Nostalgias De Mi Vida
As you might guess from the title, even if Spanish isn’t your language, this is about nostalgia and happy personal associations with the past (memories of my life). At age 66, Mexican-born composer/singer/electric bassist is looking back fondly on his life in jazz, from his first days with his brother’s band, Los Deltons, in Mexico to recording in NYC with world class Latin jazz musicians. His is the music of his homeland mixed with Brazilian Samba jazz and an array of traditional jazz undercurrents. He also features Grammy-nominated vocalist Kim Nazarian. Six are originals, one is from Kim, and three are modern “Mexican Songbook” classics.
Generally the combo consists of six-eight players with various tracks adding percussion, guitar, voice, and for two tracks the Christian Howes String Ensemble.
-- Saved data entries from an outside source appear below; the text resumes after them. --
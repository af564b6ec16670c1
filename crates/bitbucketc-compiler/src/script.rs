//! Step script encoding.
//!
//! A step's commands are rendered into one shell script. Each command is
//! preceded by an `echo + <command>` trace line, and the whole body is
//! wrapped in a preamble that writes the netrc file and scrubs credentials
//! from the environment. The result is base64 encoded so it survives being
//! stored in a single environment variable.

use base64::Engine as _;
use base64::engine::general_purpose::STANDARD;
use std::fmt::Write as _;

/// Environment variable holding the encoded script.
pub const SCRIPT_ENV: &str = "CI_SCRIPT";
/// Deprecated alias of [`SCRIPT_ENV`].
pub const SCRIPT_ENV_LEGACY: &str = "DRONE_SCRIPT";

/// Entrypoint of every script step.
pub const SCRIPT_ENTRYPOINT: [&str; 2] = ["/bin/sh", "-c"];
/// Command that decodes the script and runs it, stopping at the first failure.
pub const SCRIPT_COMMAND: &str = "echo $CI_SCRIPT | base64 -d | /bin/sh -e";

const SETUP_SCRIPT: &str = r#"
if [ -n "$CI_NETRC_MACHINE" ]; then
cat <<EOF > $HOME/.netrc
machine $CI_NETRC_MACHINE
login $CI_NETRC_USERNAME
password $CI_NETRC_PASSWORD
EOF
chmod 0600 $HOME/.netrc
fi
unset CI_NETRC_USERNAME
unset CI_NETRC_PASSWORD
unset DRONE_NETRC_USERNAME
unset DRONE_NETRC_PASSWORD
unset CI_SCRIPT
unset DRONE_SCRIPT
"#;

/// Render the commands into the plain (unencoded) step script.
pub fn render_script<S: AsRef<str>>(commands: &[S]) -> String {
    let mut script = String::from(SETUP_SCRIPT);
    for command in commands {
        let command = command.as_ref();
        // Writing to a String cannot fail.
        let _ = write!(script, "\necho + {}\n{}\n", trace_literal(command), command);
    }
    script.push('\n');
    script
}

/// Render the commands and base64 encode the script.
pub fn encode_script<S: AsRef<str>>(commands: &[S]) -> String {
    STANDARD.encode(render_script(commands))
}

/// Quote a command so `echo` prints it verbatim instead of expanding it.
fn trace_literal(command: &str) -> String {
    format!("{:?}", command)
        .replace('$', "\\$")
        .replace('`', "\\`")
}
As you’d expect, the music has a warm, tropical quality, full of upbeat passages and reminiscent at times of those early Chick Corea – Flora Purim projects in the 70s. This is a smooth ride regardless if a horn, guitar, or piano takes the lead. The percussion is sprinkled in tastefully, rarely overwhelming the bright melodic thrust of the tunes. The ten tracks are generally in the four-five minute range with plentiful, classy economic soloing. Nazarian is heard on the first four tacks and on two in the second half. As described by Espinosa, her voice is “haunting, ethereal, and full of sweetness and energy.”
Espinosa provides background and thoughts on each selection in the liners. He opens with an ode to his wife of 34 years, Gabriela with a breezy upbeat tune. “Nostalgia” gain features Nazarian’s vocal carrying the melody with terrific support and soloing by flugelhornist Jim Seely. “Tu Mirada” (Your Gaze) credits Nazarian who wrote the lyrics while Espinosa, uncredited, did the music. This is the first time Nazarian sings lyrics as her previous two vocals were wordless. Jay Ashby provides a nice horn arrangement and solos on trombone. Nazarian ends with a vocal flourish that shows an amazing range.
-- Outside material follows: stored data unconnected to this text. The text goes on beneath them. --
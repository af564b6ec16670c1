//! Core domain types for bitbucketc.
//!
//! This crate contains:
//! - The engine-ready execution plan (volumes, stages, steps)
//! - Run metadata and its environment variable projection

pub mod metadata;
pub mod plan;

pub use metadata::Metadata;
pub use plan::ExecutionPlan;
“Sambatico” is another cheerful Espinosa original featuring a piano solo from Misha Tsiganov, who as a core band member, plays on all tracks. There’s interplay between Joel Frahm on tenor and Seely on trumpet as well as vocals from both Espinosa and Nazarian. “Eres Joven” (“You Are Young”) introduces a different sound, mostly due to the strings. The song has tremendous sentimental value to Espinosa who sings because it’s the first song he ever recorded with his brother’s band back in 1971. The late Eric Germon is the composer of this award-winning song.
Espinosa follows with his original “Tres.” He has three sections with a distinctly different solo for each, courtesy of Seely, Frahm and Tsiganov, conceived to reflect the different personalities of three daughters. His two other originals, “Two After Two” and “Papao”are primarily upbeat instrumentals with his and Nazarian’s voices adding to the fine contributions from the soloists. Seeley and Tsiganov and primary but have some admirable support from drummer Adriano Santo and guitarist Rubens de La Corte.
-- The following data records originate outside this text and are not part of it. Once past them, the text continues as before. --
//! Container image reference normalization.
//!
//! References follow the docker grammar `[domain/]path[:tag][@digest]`.
//! Images on the default registry are shortened (`docker.io/library/node`
//! becomes `node`) and a missing tag defaults to `latest`. A digest pins the
//! image, so any tag written next to it is dropped.

use regex::Regex;
use std::fmt;
use std::sync::LazyLock;
use tracing::warn;

/// Tag applied to references that carry neither a tag nor a digest.
pub const DEFAULT_TAG: &str = "latest";

const DEFAULT_DOMAINS: [&str; 2] = ["docker.io", "index.docker.io"];
const OFFICIAL_REPO_PREFIX: &str = "library/";

static PATH_REGEX: LazyLock<Regex> = LazyLock::new(|| {
    Regex::new(r"^[a-z0-9]+(?:(?:[._]|__|-+)[a-z0-9]+)*(?:/[a-z0-9]+(?:(?:[._]|__|-+)[a-z0-9]+)*)*$")
        .unwrap()
});

static DOMAIN_REGEX: LazyLock<Regex> = LazyLock::new(|| {
    Regex::new(
        r"^(?:[a-zA-Z0-9]|[a-zA-Z0-9][a-zA-Z0-9-]*[a-zA-Z0-9])(?:\.(?:[a-zA-Z0-9]|[a-zA-Z0-9][a-zA-Z0-9-]*[a-zA-Z0-9]))*(?::[0-9]+)?$",
    )
    .unwrap()
});

static TAG_REGEX: LazyLock<Regex> =
    LazyLock::new(|| Regex::new(r"^[A-Za-z0-9_][A-Za-z0-9_.-]{0,127}$").unwrap());

static DIGEST_REGEX: LazyLock<Regex> = LazyLock::new(|| {
    Regex::new(r"^[A-Za-z][A-Za-z0-9]*(?:[-_+.][A-Za-z][A-Za-z0-9]*)*:[0-9a-fA-F]{32,}$").unwrap()
});

/// A parsed image reference.
#[derive(Debug, Clone, PartialEq, Eq)]
pub struct ImageRef {
    /// Registry domain, absent for the default registry.
    pub domain: Option<String>,
    /// Repository path, e.g. `node` or `plugins/git`.
    pub path: String,
    pub tag: Option<String>,
    pub digest: Option<String>,
}

impl ImageRef {
    /// Parse and normalize a reference. Returns `None` if it is malformed.
    pub fn parse(reference: &str) -> Option<Self> {
        let (rest, digest) = match reference.split_once('@') {
            Some((rest, digest)) => (rest, Some(digest)),
            None => (reference, None),
        };

        // A colon after the last slash starts the tag; earlier ones belong to a port.
        let (name, tag) = match rest.rfind(':') {
            Some(i) if rest.rfind('/').is_none_or(|slash| i > slash) => {
                (&rest[..i], Some(&rest[i + 1..]))
            }
            _ => (rest, None),
        };

        let (domain, mut path) = split_domain(name);

        if let Some(domain) = domain {
            if !DOMAIN_REGEX.is_match(domain) {
                return None;
            }
        }
        if !PATH_REGEX.is_match(path) {
            return None;
        }
        if tag.is_some_and(|t| !TAG_REGEX.is_match(t)) {
            return None;
        }
        if digest.is_some_and(|d| !DIGEST_REGEX.is_match(d)) {
            return None;
        }

        let tag = tag.filter(|_| digest.is_none());
        let domain = domain.filter(|d| !DEFAULT_DOMAINS.contains(d));
        if domain.is_none() {
            path = path.strip_prefix(OFFICIAL_REPO_PREFIX).unwrap_or(path);
        }

        Some(Self {
            domain: domain.map(str::to_string),
            path: path.to_string(),
            tag: tag.map(str::to_string),
            digest: digest.map(str::to_string),
        })
    }

    /// Apply [`DEFAULT_TAG`] if the reference has neither tag nor digest.
    pub fn with_default_tag(mut self) -> Self {
        if self.tag.is_none() && self.digest.is_none() {
            self.tag = Some(DEFAULT_TAG.to_string());
        }
        self
    }
}

impl fmt::Display for ImageRef {
    fn fmt(&self, f: &mut fmt::Formatter<'_>) -> fmt::Result {
        if let Some(domain) = &self.domain {
            write!(f, "{}/", domain)?;
        }
        f.write_str(&self.path)?;
        if let Some(tag) = &self.tag {
            write!(f, ":{}", tag)?;
        }
        if let Some(digest) = &self.digest {
            write!(f, "@{}", digest)?;
        }
        Ok(())
    }
}

// The first component is a domain only if it looks like a host.
fn split_domain(name: &str) -> (Option<&str>, &str) {
    match name.split_once('/') {
        Some((first, rest))
            if first.contains('.') || first.contains(':') || first == "localhost" =>
        {
            (Some(first), rest)
        }
        _ => (None, name),
    }
}

/// Normalize an image reference to carry an explicit tag.
///
/// Malformed references are returned unchanged.
pub fn expand_image(name: &str) -> String {
    match ImageRef::parse(name) {
        Some(image) => image.with_default_tag().to_string(),
        None => {
            warn!(image = %name, "unable to parse image reference");
            name.to_string()
        }
    }
}

#[cfg(test)]
mod tests {
    use super::*;

    #[test]
    fn test_default_tag() {
        assert_eq!(expand_image("node"), "node:latest");
        assert_eq!(expand_image("plugins/git"), "plugins/git:latest");
    }

    #[test]
    fn test_explicit_tag_kept() {
        assert_eq!(expand_image("golang:1.7"), "golang:1.7");
        assert_eq!(expand_image("node:latest"), "node:latest");
    }

    #[test]
    fn test_default_registry_shortened() {
        assert_eq!(expand_image("docker.io/library/node"), "node:latest");
        assert_eq!(expand_image("index.docker.io/library/node:6"), "node:6");
        assert_eq!(expand_image("docker.io/octocat/app"), "octocat/app:latest");
        assert_eq!(expand_image("library/alpine:3.4"), "alpine:3.4");
    }

    #[test]
    fn test_private_registry() {
        assert_eq!(
            expand_image("localhost:5000/octocat/app"),
            "localhost:5000/octocat/app:latest"
        );
        assert_eq!(expand_image("gcr.io/project/app:v2"), "gcr.io/project/app:v2");
        assert_eq!(
            expand_image("quay.io/library/app"),
            "quay.io/library/app:latest"
        );
    }

    #[test]
    fn test_digest_gets_no_tag() {
        let digest = "sha256:7cc4b5aefd1d0cadf8d97d4350462ba51c694ebca145b08d7d41b41acc8db5aa";
        let image = format!("alpine@{}", digest);
        assert_eq!(expand_image(&image), image);
    }

    #[test]
    fn test_digest_drops_tag() {
        let digest = "sha256:7cc4b5aefd1d0cadf8d97d4350462ba51c694ebca145b08d7d41b41acc8db5aa";
        assert_eq!(
            expand_image(&format!("node:6@{}", digest)),
            format!("node@{}", digest)
        );
        assert_eq!(
            expand_image(&format!("docker.io/library/node:6@{}", digest)),
            format!("node@{}", digest)
        );

        let image = ImageRef::parse(&format!("gcr.io/app:v1@{}", digest)).unwrap();
        assert_eq!(image.tag, None);
        assert_eq!(image.digest.as_deref(), Some(digest));
    }

    #[test]
    fn test_non_ascii_tag_passes_through() {
        assert_eq!(expand_image("node:café"), "node:café");
        assert_eq!(expand_image("node:版本"), "node:版本");
    }

    #[test]
    fn test_malformed_passes_through() {
        assert_eq!(expand_image(""), "");
        assert_eq!(expand_image("Node:latest"), "Node:latest");
        assert_eq!(expand_image("node:"), "node:");
        assert_eq!(expand_image("node:6@sha256:abc"), "node:6@sha256:abc");
        assert_eq!(expand_image("a b"), "a b");
    }

    #[test]
    fn test_parse_parts() {
        let image = ImageRef::parse("registry.example.com:8443/team/app:1.0").unwrap();
        assert_eq!(image.domain.as_deref(), Some("registry.example.com:8443"));
        assert_eq!(image.path, "team/app");
        assert_eq!(image.tag.as_deref(), Some("1.0"));
        assert_eq!(image.digest, None);
    }
}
The two other “Mexican Songbook” tunes are “Un Tipo Como You (“A Guy Like Me”) where Espinosa delivers perhaps his best vocal and “Si Superieras Cuanto Te Quiero (“If You Knew How Much I love You”). The former is composed by Sergio Esquivel, one of the most admired Yucatecan composers in the past fifty years. Espinosa has long wanted to record one of his songs. He gets strong support from trombonist and arranger Jay Ashby. The latter was composed by Los Hermanos Castro and is another song Espinosa used to do with his brother’s band, Los Deltons, in the early 70s. It’s a lovely ballad where Espinosa’s emotive vocals are bolstered by the warm full sound of Frahm on tenor sax.
Espinosa is a gifted musician delivering positive, cheerful music. His joy comes through on every tune.